With lockdown rules keeping people home and the media and politicians selling heavy daily doses of COVID Case hysteria, the construction industry will slump this year.
While new home construction is up, most other sectors of the construction industry are languishing as clients delay construction in the face of an uncertain economy, according to a survey released 7 January by the Associated General Contractors of America (AGCA).
“Demand looks likely to continue shrinking, projects are getting delayed or canceled, productivity is declining, and few firms plan to expand their headcount,” AGCA CEO Stephen Sandherr said in a statement accompanying the survey results.
In 13 of 16 construction categories surveyed, builders expect markets to contract.
Lodging and office construction earned an outlook of -58, higher education -40, public buildings -38, and K-12 schools -27.
Two sectors that rated positively are seen as tied to efforts to vanquish the COVID virus: warehousing +4 and medical clinics and labs +11.

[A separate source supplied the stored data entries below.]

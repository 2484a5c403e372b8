//! Report generation for extracted rows.
//!
//! - Table: CSV export, sorted by variant then size
//! - Chart: CPU time against input size, one series per variant

mod chart;
mod table;

pub use chart::{ChartFormat, ChartOptions, ChartSeries, chart_series, render_chart};
pub use table::{load_table, sorted_rows, write_table};
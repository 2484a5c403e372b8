//! CSV table export.

use crate::Result;
use crate::extract::NormalizedRow;
use std::cmp::Ordering;
use std::path::Path;

fn row_order(a: &NormalizedRow, b: &NormalizedRow) -> Ordering {
  a.variant.cmp(&b.variant).then(a.size.cmp(&b.size))
}

/// Rows ordered by variant, then size. Ties keep their input order.
pub fn sorted_rows(rows: &[NormalizedRow]) -> Vec<&NormalizedRow> {
  let mut sorted: Vec<&NormalizedRow> = rows.iter().collect();
  sorted.sort_by(|a, b| row_order(a, b));
  sorted
}

/// Write rows to a CSV file, replacing any existing file.
///
/// The header names the row fields in declaration order. Rows are sorted here
/// regardless of the order they arrive in.
pub fn write_table(rows: &[NormalizedRow], path: &Path) -> Result<()> {
  let mut writer = csv::Writer::from_path(path)?;
  for row in sorted_rows(rows) {
    writer.serialize(row)?;
  }
  writer.flush()?;
  Ok(())
}

/// Read a table previously written by [`write_table`].
pub fn load_table(path: &Path) -> Result<Vec<NormalizedRow>> {
  let mut reader = csv::Reader::from_path(path)?;
  let rows = reader.deserialize().collect::<std::result::Result<Vec<NormalizedRow>, _>>()?;
  Ok(rows)
}
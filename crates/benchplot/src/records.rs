//! Google Benchmark JSON document types.
//!
//! Only the fields the reports need are modelled; everything else in the
//! document (`run_name`, `run_type`, `time_unit`, counters...) is ignored.

use crate::Result;
use serde::{Deserialize, Serialize};
use std::path::Path;
use tracing::{debug, info};

/// A parsed benchmark output document.
#[derive(Debug, Clone, Default, Serialize, Deserialize)]
pub struct BenchmarkDocument {
  /// Run description, when the producer wrote one
  #[serde(default)]
  pub context: Option<BenchmarkContext>,
  /// Per-case records; missing means no records
  #[serde(default)]
  pub benchmarks: Vec<RawRecord>,
}

/// Run context written by Google Benchmark ahead of the records.
#[derive(Debug, Clone, Default, Serialize, Deserialize)]
pub struct BenchmarkContext {
  #[serde(default)]
  pub date: Option<String>,
  #[serde(default)]
  pub host_name: Option<String>,
  #[serde(default)]
  pub executable: Option<String>,
  #[serde(default)]
  pub num_cpus: Option<u32>,
  #[serde(default)]
  pub mhz_per_cpu: Option<f64>,
  #[serde(default)]
  pub library_build_type: Option<String>,
}

/// A single entry of the `benchmarks` array.
#[derive(Debug, Clone, Default, PartialEq, Serialize, Deserialize)]
pub struct RawRecord {
  /// Case name, e.g. `BenchHeap<BinaryHeap>/1024`
  #[serde(default)]
  pub name: String,
  /// Set on summary records (`mean`, `median`, `stddev`, ...)
  #[serde(default)]
  pub aggregate_name: Option<String>,
  /// CPU time in nanoseconds
  #[serde(default)]
  pub cpu_time: Option<f64>,
  /// Wall-clock time in nanoseconds
  #[serde(default)]
  pub real_time: Option<f64>,
  #[serde(default)]
  pub iterations: Option<u64>,
}

impl RawRecord {
  /// Whether this record is a statistic over repetitions rather than a run.
  pub fn is_aggregate(&self) -> bool {
    self.aggregate_name.as_deref().is_some_and(|name| !name.is_empty())
  }
}

impl BenchmarkDocument {
  /// Parse a document from its JSON text.
  pub fn from_json(json: &str) -> Result<Self> {
    let document = serde_json::from_str(json)?;
    Ok(document)
  }
}

/// Read and parse a benchmark output file.
pub fn load_document(path: &Path) -> Result<BenchmarkDocument> {
  let json = std::fs::read_to_string(path)?;
  let document = BenchmarkDocument::from_json(&json)?;

  if let Some(context) = &document.context {
    info!(
      "Benchmark run from {} on {} ({} CPUs, {} build)",
      context.date.as_deref().unwrap_or("unknown date"),
      context.host_name.as_deref().unwrap_or("unknown host"),
      context.num_cpus.map_or_else(|| "?".to_string(), |n| n.to_string()),
      context.library_build_type.as_deref().unwrap_or("unknown")
    );
  }
  debug!("Loaded {} records from {}", document.benchmarks.len(), path.display());

  Ok(document)
}
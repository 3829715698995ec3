/// Error kinds the core recognizes.
///
/// Propagation policy: anything salvageable by skipping a pass is logged
/// (via the `log` crate) and swallowed by the caller; anything that
/// corrupts the GPU-facing contract is a hard [`SceneError::InvariantViolation`];
/// allocation failures propagate as [`SceneError::OutOfDeviceMemory`].
#[derive(Debug, thiserror::Error)]
pub enum SceneError {
    /// Non-fatal: the frame is skipped, leaving the previous frame's back
    /// buffer on screen.
    #[error("shader compiles are still pending")]
    ShadersCompiling,

    /// The owning pass is skipped; logged once per shader name by the
    /// caller before this is constructed.
    #[error("shader missing: {0}")]
    ShaderMissing(String),

    /// Per-light soft failure; the light renders unshadowed for this frame.
    #[error("shadow atlas has no free tiles")]
    OutOfAtlasTiles,

    #[error("out of device memory reallocating a scene buffer")]
    OutOfDeviceMemory(#[from] scene_rhi::RhiError),

    /// Returned to the caller without querying GPU memory.
    #[error("readback coordinate ({0}, {1}) is out of range")]
    ReadbackOutOfRange(u32, u32),

    /// Indicates a caller contract breach (missing default material,
    /// negative instance count, ...). Debug builds should treat this as an
    /// abort; release builds propagate it.
    #[error("invariant violation: {0}")]
    InvariantViolation(String),
}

Fifty-nine percent of survey respondents said they had projects postponed from 2020 into this year; 43 percent had projects postponed last year that have not been rescheduled.

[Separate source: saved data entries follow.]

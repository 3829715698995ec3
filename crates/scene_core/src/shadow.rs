use scene_math::prelude::*;

use crate::view::ViewVolume;

pub const NUM_CASCADES: usize = 3;

/// How the sun's cascade split distances are derived. See `DESIGN.md` for
/// why `Fixed` is the default rather than [`CascadeSplitMode::Practical`].
#[derive(Debug, Clone, Copy)]
pub enum CascadeSplitMode {
    Fixed([f32; NUM_CASCADES]),
    /// `λ·log + (1−λ)·uniform`.
    Practical { lambda: f32 },
}

impl Default for CascadeSplitMode {
    fn default() -> Self {
        CascadeSplitMode::Fixed([15.0, 50.0, 200.0])
    }
}

/// Distances from the camera at which each cascade ends.
pub fn cascade_split_distances(mode: CascadeSplitMode, near: f32, far: f32) -> [f32; NUM_CASCADES] {
    match mode {
        CascadeSplitMode::Fixed(splits) => splits,
        CascadeSplitMode::Practical { lambda } => {
            let mut splits = [0.0; NUM_CASCADES];
            for (i, split) in splits.iter_mut().enumerate() {
                let fraction = (i + 1) as f32 / NUM_CASCADES as f32;
                let log_split = near * (far / near).powf(fraction);
                let uniform_split = near + (far - near) * fraction;
                *split = lambda * log_split + (1.0 - lambda) * uniform_split;
            }
            splits
        }
    }
}

/// Asymmetric Z-range padding: each bound is pushed away from zero by a
/// factor of `z_mult` rather than by a flat additive pad, so casters just
/// outside the tight AABB (e.g. a tall object standing just past the fitted
/// frustum) are still captured.
fn pad_z_range(min_z: f32, max_z: f32, z_mult: f32) -> (f32, f32) {
    let min_z = if min_z < 0.0 { min_z * z_mult } else { min_z / z_mult };
    let max_z = if max_z < 0.0 { max_z / z_mult } else { max_z * z_mult };
    (min_z, max_z)
}

fn frustum_corners(view: &ViewVolume, split_near: f32, split_far: f32) -> [Vec3; 8] {
    let proj = Mat4::perspective_rh(view.fov_y_radians, view.aspect, split_near, split_far);
    let inverse_view_proj = (proj * view.view_matrix()).inverse();

    [
        Vec3::new(-1.0, -1.0, 0.0),
        Vec3::new(1.0, -1.0, 0.0),
        Vec3::new(-1.0, 1.0, 0.0),
        Vec3::new(1.0, 1.0, 0.0),
        Vec3::new(-1.0, -1.0, 1.0),
        Vec3::new(1.0, -1.0, 1.0),
        Vec3::new(-1.0, 1.0, 1.0),
        Vec3::new(1.0, 1.0, 1.0),
    ]
    .map(|ndc| inverse_view_proj.project_point3(ndc))
}

fn stable_up_vector(direction: Vec3) -> Vec3 {
    if direction.normalize().dot(Vec3::Y).abs() > 0.99 {
        Vec3::Z
    } else {
        Vec3::Y
    }
}

/// Fit a tight orthographic projection around the view sub-frustum spanning
/// `[split_near, split_far]`, as seen from the sun.
pub fn fit_cascade(view: &ViewVolume, split_near: f32, split_far: f32, sun_direction: Vec3) -> Mat4 {
    const Z_MULT: f32 = 10.0;

    let corners = frustum_corners(view, split_near, split_far);
    let center = corners.iter().copied().sum::<Vec3>() / corners.len() as f32;
    let radius = corners.iter().map(|corner| corner.distance(center)).fold(0.0_f32, f32::max);

    let direction = sun_direction.normalize();
    let light_position = center - direction * radius;
    let light_view = Mat4::look_at_rh(light_position, center, stable_up_vector(direction));

    let mut min = Vec3::splat(f32::MAX);
    let mut max = Vec3::splat(f32::MIN);
    for corner in corners {
        let local = light_view.transform_point3(corner);
        min = min.min(local);
        max = max.max(local);
    }

    let (min_z, max_z) = pad_z_range(min.z, max.z, Z_MULT);
    let light_proj = Mat4::orthographic_rh(min.x, max.x, min.y, max.y, -max_z, -min_z);
    light_proj * light_view
}

/// Forward/up pairs for the six faces of a cube shadow map, one render pass
/// per face selected by `gl_ViewIndex` via a `0b111111` view mask.
const CUBE_FACES: [(Vec3, Vec3); 6] = [
    (Vec3::X, Vec3::NEG_Y),
    (Vec3::NEG_X, Vec3::NEG_Y),
    (Vec3::Y, Vec3::Z),
    (Vec3::NEG_Y, Vec3::NEG_Z),
    (Vec3::Z, Vec3::NEG_Y),
    (Vec3::NEG_Z, Vec3::NEG_Y),
];

/// Six 90°-FOV, 1:1-aspect view-projections, one per cube face.
pub fn point_light_view_projections(position: Vec3, radius: f32) -> [Mat4; 6] {
    CUBE_FACES.map(|(forward, up)| {
        let view = Mat4::look_to_rh(position, forward, up);
        let proj = Mat4::perspective_rh(std::f32::consts::FRAC_PI_2, 1.0, 0.01, radius.max(0.01));
        proj * view
    })
}

/// A single perspective view-projection built from the entity's transform.
pub fn spot_light_view_projection(transform: Mat4, outer_angle_degrees: f32, radius: f32) -> Mat4 {
    let position = transform.transform_point3(Vec3::ZERO);
    let forward = transform.transform_vector3(Vec3::NEG_Z).normalize();
    let up = transform.transform_vector3(Vec3::Y).normalize();

    let fov_y = (outer_angle_degrees * 2.0).to_radians();
    let view = Mat4::look_to_rh(position, forward, up);
    let proj = Mat4::perspective_rh(fov_y, 1.0, 0.01, radius.max(0.01));
    proj * view
}

/// Physically-derived cutoff radius: the distance at which a point light's
/// attenuation falls below `POW_CUTOFF`.
pub fn point_light_radius(luminous_power: Vec3) -> f32 {
    const POW_CUTOFF: f32 = 0.6;
    (2.820_95 * luminous_power.max_element().sqrt()) / POW_CUTOFF.sqrt()
}

#[cfg(test)]
mod test {
    use super::*;

    #[test]
    fn fixed_split_mode_matches_shipped_default() {
        let splits = cascade_split_distances(CascadeSplitMode::default(), 0.1, 300.0);
        assert_eq!(splits, [15.0, 50.0, 200.0]);
    }

    #[test]
    fn practical_splits_are_monotonic() {
        let splits = cascade_split_distances(CascadeSplitMode::Practical { lambda: 0.95 }, 0.1, 300.0);
        assert!(splits[0] < splits[1]);
        assert!(splits[1] < splits[2]);
    }

    #[test]
    fn point_light_faces_share_tight_fov() {
        let matrices = point_light_view_projections(Vec3::ZERO, 10.0);
        assert_eq!(matrices.len(), 6);
        for matrix in matrices {
            assert!(matrix.is_finite());
        }
    }

    #[test]
    fn cutoff_radius_grows_with_luminous_power() {
        let dim = point_light_radius(Vec3::splat(1.0));
        let bright = point_light_radius(Vec3::splat(100.0));
        assert!(bright > dim);
    }
}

Eighteen percent of builders had projects scheduled to start between now and June that have been put off, and 8 percent had projects planned for that time period that now have been canceled altogether.
A third of companies said business has matched or beaten last year’s levels, with 12 percent seeing their work returning to pre-pandemic levels by July. Fifty-five percent think their business will take longer than six months to recover or are unwilling to say when business will return to normal.

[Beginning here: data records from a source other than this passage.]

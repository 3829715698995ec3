#![warn(clippy::all)]

//! A thin RHI (render hardware interface) abstraction.
//!
//! This crate defines the contract the render core needs from a modern
//! explicit graphics API without committing to one: buffers, images,
//! binding layouts/sets, bindless descriptor tables, pipelines, and a
//! command list with explicit resource-state tracking. `scene_core` is
//! generic over `&dyn Rhi`; a concrete backend (Vulkan, or the [`mock`]
//! backend used in tests) implements these traits.

pub mod access;
pub mod command;
pub mod error;
pub mod handle;
pub mod mock;
pub mod resource;

pub use access::{Access, BufferBarrier, ImageBarrier, ResourceTracker};
pub use command::{CommandList, RenderPassDesc, RenderTarget};
pub use error::RhiError;
pub use handle::{
    BindingLayoutHandle, BindingSetHandle, BufferHandle, ImageHandle, PipelineHandle,
    ShaderHandle,
};
pub use resource::{
    BindingKind, BindingLayoutDesc, BindingSetDesc, BindingSlot, BoundResource, BufferDesc,
    BufferUsage, ComputePipelineDesc, GraphicsPipelineDesc, ImageDesc, ImageUsage, ResourceState,
};

/// Create and cache RHI resources.
///
/// Pipeline creation is expected to be keyed internally by the full
/// descriptor hash, so callers may call `create_*_pipeline` repeatedly with
/// an identical descriptor in tight loops without fear of duplicate work.
pub trait Rhi {
    fn create_buffer(&self, desc: &BufferDesc) -> Result<BufferHandle, RhiError>;
    fn resize_buffer(&self, buffer: BufferHandle, new_size: u64) -> Result<BufferHandle, RhiError>;
    fn destroy_buffer(&self, buffer: BufferHandle);

    fn create_image(&self, desc: &ImageDesc) -> Result<ImageHandle, RhiError>;
    fn destroy_image(&self, image: ImageHandle);

    fn create_binding_layout(
        &self,
        desc: &BindingLayoutDesc,
    ) -> Result<BindingLayoutHandle, RhiError>;

    fn create_binding_set(&self, desc: &BindingSetDesc) -> Result<BindingSetHandle, RhiError>;

    fn create_compute_pipeline(
        &self,
        desc: &ComputePipelineDesc,
    ) -> Result<PipelineHandle, RhiError>;

    fn create_graphics_pipeline(
        &self,
        desc: &GraphicsPipelineDesc,
    ) -> Result<PipelineHandle, RhiError>;

    /// Compile (or fetch from cache) the shader at `path` with the given
    /// preprocessor macro set. Returns `Ok(None)` while compilation is
    /// still in flight on the shader library's worker pool.
    fn load_shader(&self, path: &str, macros: &[&str]) -> Result<Option<ShaderHandle>, RhiError>;

    /// `true` if any shader load is still pending on the worker pool.
    fn has_pending_shader_compiles(&self) -> bool;

    fn command_list(&self) -> Box<dyn CommandList>;

    /// Submit a command list and block until it retires. Called once at the
    /// end of every frame (the frame-end fence wait) and, separately, by the
    /// Readback Service's one-shot staging copy -- those are the only two
    /// blocking operations on the CPU side.
    fn submit_wait_idle(&self, commands: Box<dyn CommandList>) -> Result<(), RhiError>;
}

Thirty-five percent of companies expect to add workers this year, 24 percent will lay off employees, and 41 percent will make no changes to their payrolls.
Among builders in southern states, 39 percent expect to add workers, while 17 percent do not. In the Northeast, 41 percent plan to cut workers; less than a quarter will expand their payrolls.
Restrictions on social movement are forcing projects to take longer to complete according to 64 percent of companies, with 54 percent saying projects are costing more due to the strictures.